What is covariance and why is it important?

I understand what variance and standard deviation are, and how to calculate them

I understand the theory of what correlation is, and why it ranges from -1 to +1

I can’t seem to figure out what covariance is. Can someone explain it to me?

You can’t calculate correlation directly. You have to calculate covariance first, then divide it by the standard deviation of A and the standard deviation of B to get correlation.

By itself, covariance is relatively useless.

Along a similar vein, should I look at variance vs standard deviation in the same light?

Pretty much. Variance is important to understand and is used in many calculations, but standard deviation is easier to apply.

Not exactly. However, you should look variance and co-variance in the same light.

You cannot calculate Standard deviation without variance. And you cannot calculate Correlation without co-variance.

Variance and Co-variance both have that usless unit (unit^2) and it cannot be interpretated. The book said Co-variance shows the direction of the relationship (whether’s it’s positive or negative) whereas correlation shows both the direction as well as the intensity of relationship. (How strong the relationship is?)

i look at (covariance vs correlation)this way…

Covariance between A & B is 10000000000000000000000000000000000000000000.

Correlation between M& N is .90.

We can certainly say that M and N are strongly positively correlated.

How ever we can only conclude that A &B tend to move together.We cannot comment on the strength of relationship between A &B without knowing correlation between A &B…

Hope it helped wink

Variance is covariance of an object with itself.

Of a _ random variable _ with itself.

thanks sir…

True if the two random variables have the same units. A better way of saying it is that the units on covariance are the product of the units on the two random variables: if X is measured in feet and Y is measured in lbs., then COV(X, Y) is measured in ft.-lbs.

I always teach covariance as “cross-deviations” - so the units it is denominated in are "cross-units.

Here’s an example:

You would expect some kind of relationship between a person’s height and their weight. So I went to the roster for the San Antonio Spurs and entered the height (in inches) and weight (in pounds) into Excel and got the statistics. (EG - Tim Duncan is 83 inches tall and weighs 250 pounds.)

Covariance was 73, and correlation was .92.


Then, I re-ran the exact same data, but this time I converted the height into feet, and the weight into ounces. (EG - Tim Duncan is 6.92 feet and weighs 4250 ounces)
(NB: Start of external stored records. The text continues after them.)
use metrics::counter;
use pp2sentry_core::config::ServerConfig;
use pp2sentry_core::metrics as m;
use pp2sentry_core::pipeline::{ActionHandler, Classifier, ViolationStore};
use pp2sentry_core::types::{
    Analysis, ChatMessage, HelpRequest, PlayerJoinEvent, Session, ViolationKind, ViolationLevel,
    ViolationRecord, ViolationReport,
};
use tokio::task::JoinHandle;
use tracing::{debug, error, info, warn};

use crate::collector::{LineSource, StartPosition};
use crate::config::MonitorSettings;
use crate::dedup::DedupGuard;
use crate::error::LogPipelineError;
use crate::parser::{ChatReconstructor, ChatStep, JoinEventParser};
use crate::session::SessionStore;

/// 전체 검토 모드에서 OK 메시지를 MINOR로 올릴 때의 사유
pub const VERIFY_ALL_REASON: &str = "Manuaalinen tarkastus (kaikki viestit)";

/// 로그에 남길 메시지 최대 길이 (문자)
const LOG_PREVIEW_CHARS: usize = 100;

/// 모니터가 사용하는 외부 협력자 묶음
#[derive(Clone)]
pub struct Collaborators {
    /// 텍스트 분류기
    pub classifier: Arc<dyn Classifier>,
    /// 위반 기록 저장소
    pub store: Arc<dyn ViolationStore>,
    /// 조치 계층
    pub actions: Arc<dyn ActionHandler>,
}

/// 채팅 라인 처리 결과
#[derive(Debug, Clone, PartialEq, Eq)]
pub enum ChatOutcome {
    /// 아직 완성된 메시지 없음 (헤더 대기, 잡음, 빈 라인)
    Incomplete,
    /// 이미 처리한 메시지
    Duplicate,
    /// 분석 대상이 아닌 발신자
    Ignored,
    /// 도움 요청으로 전달됨
    HelpRequest,
    /// 분류 결과 문제 없음
    Clean,
    /// 위반(또는 검토 대상)으로 기록되고 전달됨
    Flagged(ViolationLevel),
}

/// 접속 라인 처리 결과
#[derive(Debug, Clone, PartialEq, Eq)]
pub enum JoinOutcome {
    /// 접속 라인이 아님
    NoMatch,
    /// 세션은 갱신했지만 이미 처리한 (이름, IP) 조합
    Duplicate,
    /// 닉네임 문제 없음
    Clean,
    /// 닉네임 위반으로 기록되고 전달됨
    Flagged(ViolationLevel),
}

// ─── 채팅 처리 ─────────────────────────────────────────────────────

/// 채팅 로그 라인 처리기
pub struct ChatProcessor {
    server: Arc<ServerConfig>,
    settings: Arc<MonitorSettings>,
    reconstructor: ChatReconstructor,
    dedup: DedupGuard<ChatMessage>,
    sessions: Arc<SessionStore>,
    collaborators: Collaborators,
}

impl ChatProcessor {
    /// 원본 라인 하나를 처리합니다.
    pub async fn process_line(&mut self, raw: &str) -> ChatOutcome {
        match self.reconstructor.push(raw) {
            ChatStep::Emitted(message) => self.process_message(message).await,
            ChatStep::Replaced => {
                debug!(server = %self.server.name, "chat header without body discarded");
                ChatOutcome::Incomplete
            }
            ChatStep::Pending | ChatStep::Noise | ChatStep::Skipped => ChatOutcome::Incomplete,
        }
    }

    /// 완성된 채팅 메시지를 처리합니다.
    pub async fn process_message(&mut self, message: ChatMessage) -> ChatOutcome {
        let server = self.server.name.clone();

        if !self.dedup.check_and_mark(message.clone()) {
            counter!(m::CHAT_DUPLICATES_TOTAL, m::LABEL_SERVER => server.clone()).increment(1);
            debug!(server = %server, player = %message.player_name, "duplicate chat message skipped");
            return ChatOutcome::Duplicate;
        }
        counter!(m::CHAT_MESSAGES_TOTAL, m::LABEL_SERVER => server.clone()).increment(1);

        if self.settings.is_ignored_sender(&message.player_name) {
            return ChatOutcome::Ignored;
        }

        let session = self.sessions.lookup(&message.player_name).await;
        if session.is_none() {
            debug!(server = %server, player = %message.player_name, "no session found for player");
        }

        if self.settings.is_help_request(&message.message) {
            info!(server = %server, player = %message.player_name, "help request received");
            counter!(m::CHAT_HELP_REQUESTS_TOTAL, m::LABEL_SERVER => server.clone()).increment(1);
            self.collaborators.actions.handle_help_request(HelpRequest {
                server_name: server,
                player_name: message.player_name,
                content: message.message,
                ip_address: session.map(|s| s.ip).filter(|ip| !ip.is_empty()),
            });
            return ChatOutcome::HelpRequest;
        }

        info!(
            server = %server,
            player = %message.player_name,
            message = %preview(&message.message),
            "analyzing chat message"
        );

        let mut analysis = self
            .collaborators
            .classifier
            .classify_message(&message.player_name, &message.message);

        if analysis.level == ViolationLevel::Ok {
            if !self.settings.verify_all {
                return ChatOutcome::Clean;
            }
            analysis.level = ViolationLevel::Minor;
            analysis.reason = VERIFY_ALL_REASON.to_owned();
        }

        let level = analysis.level;
        report_violation(
            &self.server,
            &self.collaborators,
            Detection {
                kind: ViolationKind::Message,
                timestamp: message.timestamp,
                player_name: message.player_name,
                content: message.message,
                analysis,
                session,
            },
        )
        .await;
        ChatOutcome::Flagged(level)
    }
}

// ─── 접속 처리 ─────────────────────────────────────────────────────

/// 접속 로그 라인 처리기
pub struct JoinProcessor {
    server: Arc<ServerConfig>,
    parser: JoinEventParser,
    dedup: DedupGuard<(String, String)>,
    sessions: Arc<SessionStore>,
    collaborators: Collaborators,
}

impl JoinProcessor {
    /// 원본 라인 하나를 처리합니다.
    pub async fn process_line(&mut self, raw: &str) -> JoinOutcome {
        match self.parser.parse(raw) {
            Some(event) => self.process_event(event).await,
            None => JoinOutcome::NoMatch,
        }
    }

    /// 접속 이벤트를 처리합니다.
    ///
    /// 세션 갱신과 환영 메시지는 중복 여부와 관계없이 항상 수행됩니다.
    pub async fn process_event(&mut self, event: PlayerJoinEvent) -> JoinOutcome {
        let server = self.server.name.clone();
        counter!(m::JOIN_EVENTS_TOTAL, m::LABEL_SERVER => server.clone()).increment(1);

        self.sessions
            .update(&event.player_name, event.session())
            .await;
        self.collaborators
            .actions
            .welcome_player(&self.server, &event.player_name);

        let identity = (event.player_name.clone(), event.ip_address.clone());
        if !self.dedup.check_and_mark(identity) {
            counter!(m::JOIN_DUPLICATES_TOTAL, m::LABEL_SERVER => server.clone()).increment(1);
            debug!(server = %server, player = %event.player_name, "duplicate join skipped");
            return JoinOutcome::Duplicate;
        }

        info!(
            server = %server,
            player = %event.player_name,
            ip = %event.ip_address,
            "analyzing nickname"
        );
        let analysis = self
            .collaborators
            .classifier
            .classify_nickname(&event.player_name);
        if analysis.level == ViolationLevel::Ok {
            return JoinOutcome::Clean;
        }

        let level = analysis.level;
        let session = event.session();
        report_violation(
            &self.server,
            &self.collaborators,
            Detection {
                kind: ViolationKind::Nickname,
                timestamp: event.timestamp,
                content: event.player_name.clone(),
                player_name: event.player_name,
                analysis,
                session: Some(session),
            },
        )
        .await;
        JoinOutcome::Flagged(level)
    }
}
//! 에러 타입 -- 도메인별 에러 정의

/// pp2sentry 최상위 에러 타입
#[derive(Debug, thiserror::Error)]
pub enum Pp2SentryError {
    /// 설정 관련 에러
    #[error("config error: {0}")]
    Config(#[from] ConfigError),

    /// 로그 수집/처리 에러
    #[error("pipeline error: {0}")]
    Pipeline(#[from] PipelineError),

    /// 위반 기록 저장소 에러
    #[error("storage error: {0}")]
    Storage(#[from] StorageError),

    /// 관리 명령 / 알림 전송 에러
    #[error("action error: {0}")]
    Action(#[from] ActionError),

    /// I/O 에러
    #[error("io error: {0}")]
    Io(#[from] std::io::Error),
}

/// 설정 관련 에러
#[derive(Debug, thiserror::Error)]
pub enum ConfigError {
    /// 설정 파일을 찾을 수 없음
    #[error("config file not found: {path}")]
    FileNotFound { path: String },

    /// 설정 파싱 실패
    #[error("failed to parse config: {reason}")]
    ParseFailed { reason: String },

    /// 유효하지 않은 설정 값
    #[error("invalid config value for '{field}': {reason}")]
    InvalidValue { field: String, reason: String },
}

/// 로그 수집/처리 에러
#[derive(Debug, thiserror::Error)]
pub enum PipelineError {
    /// 감시 대상 파일이 없음
    #[error("log file not found: {0}")]
    FileNotFound(String),

    /// 채널 전송 실패
    #[error("channel send failed: {0}")]
    ChannelSend(String),

    /// 모니터 초기화 실패
    #[error("monitor init failed: {0}")]
    InitFailed(String),

    /// 이미 실행 중
    #[error("monitor is already running")]
    AlreadyRunning,

    /// 실행 중이 아님
    #[error("monitor is not running")]
    NotRunning,
}

/// 위반 기록 저장소 에러
#[derive(Debug, thiserror::Error)]
pub enum StorageError {
    /// 연결(열기) 실패
    #[error("connection failed: {0}")]
    Connection(String),

    /// 쿼리 실패
    #[error("query failed: {0}")]
    Query(String),
}

/// 관리 명령 / 알림 전송 에러
#[derive(Debug, thiserror::Error)]
pub enum ActionError {
    /// 관리 인터페이스가 설정되지 않음 (URL 또는 비밀번호 없음)
    #[error("admin interface not configured for server '{0}'")]
    NotConfigured(String),

    /// HTTP 요청 실패
    #[error("http request failed: {0}")]
    Http(String),

    /// 명령 라우팅 실패
    #[error("command routing failed: {0}")]
    Routing(String),
}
Covariance was 103.42 and correlation was .92.


Then I ran the data again, but this time I converted the height into centimeters and the weight into kilograms. (EG - Tim Duncan is 2108 cm tall and weigs 113.4 kg.)

Covariance was 841 and correlation was .92.


As you can see, covariance changes every time you change the units. In inch-pounds, it was 73, but in foot-ounces it was 103.42. And in centimeter-kilograms it was 841. (Not very useful. And what does “inch-pounds” mean, anyway?)

But when you calculate correlation (by dividing covariance by the product of the standard deviations), you get .92 every time. Why? Because you’re using the exact same data, and the data isn’t influenced by the unit of measurement.

THANK YOU FOR YOUR EFFORTS

plz link your excel spreadsheet because i would like to see how you did it. In order to calculate this, would you need to know population standard deviation or just sample standard deviation?

^Don’t know how to link, and it’s been deleted anyway.

Just do it yourself. Pick two random variables and put them into Excel. You can use the =COVAR and =CORREL functions. (Or better yet–do it with your calculator to get some practice.)

And I’m not sure which stdev you need to know. Your book should tell you. But you have to know the variance in order to get the standard deviation and covariance, and you need the covariance to get the correlation.

+1…

thanks greenman sir

Torque.

Covariance is hard to interpret, it will give you any value and you would not be able to compare if it is strong or weak. Another issue with the covariance value is unit, if you are working with two data sets with different units of measurement then the product of the units would be hard to understand. In order to overcome this we calculate correlation by dividing the covariance by the S D of both data sets. Resultantly we get a standardized number from -1 to +1 without any units.

Green man 72, I read your comment after posting mine and I like the way you proved it. Awesome… You nailed it.

Very nice Greenman!

The same is true if you’re computing the variance of a single random variable (e.g., the height of the players), or the standard deviation. It’s hardly an indictment against covariance; changing the units changes the numbers. So what?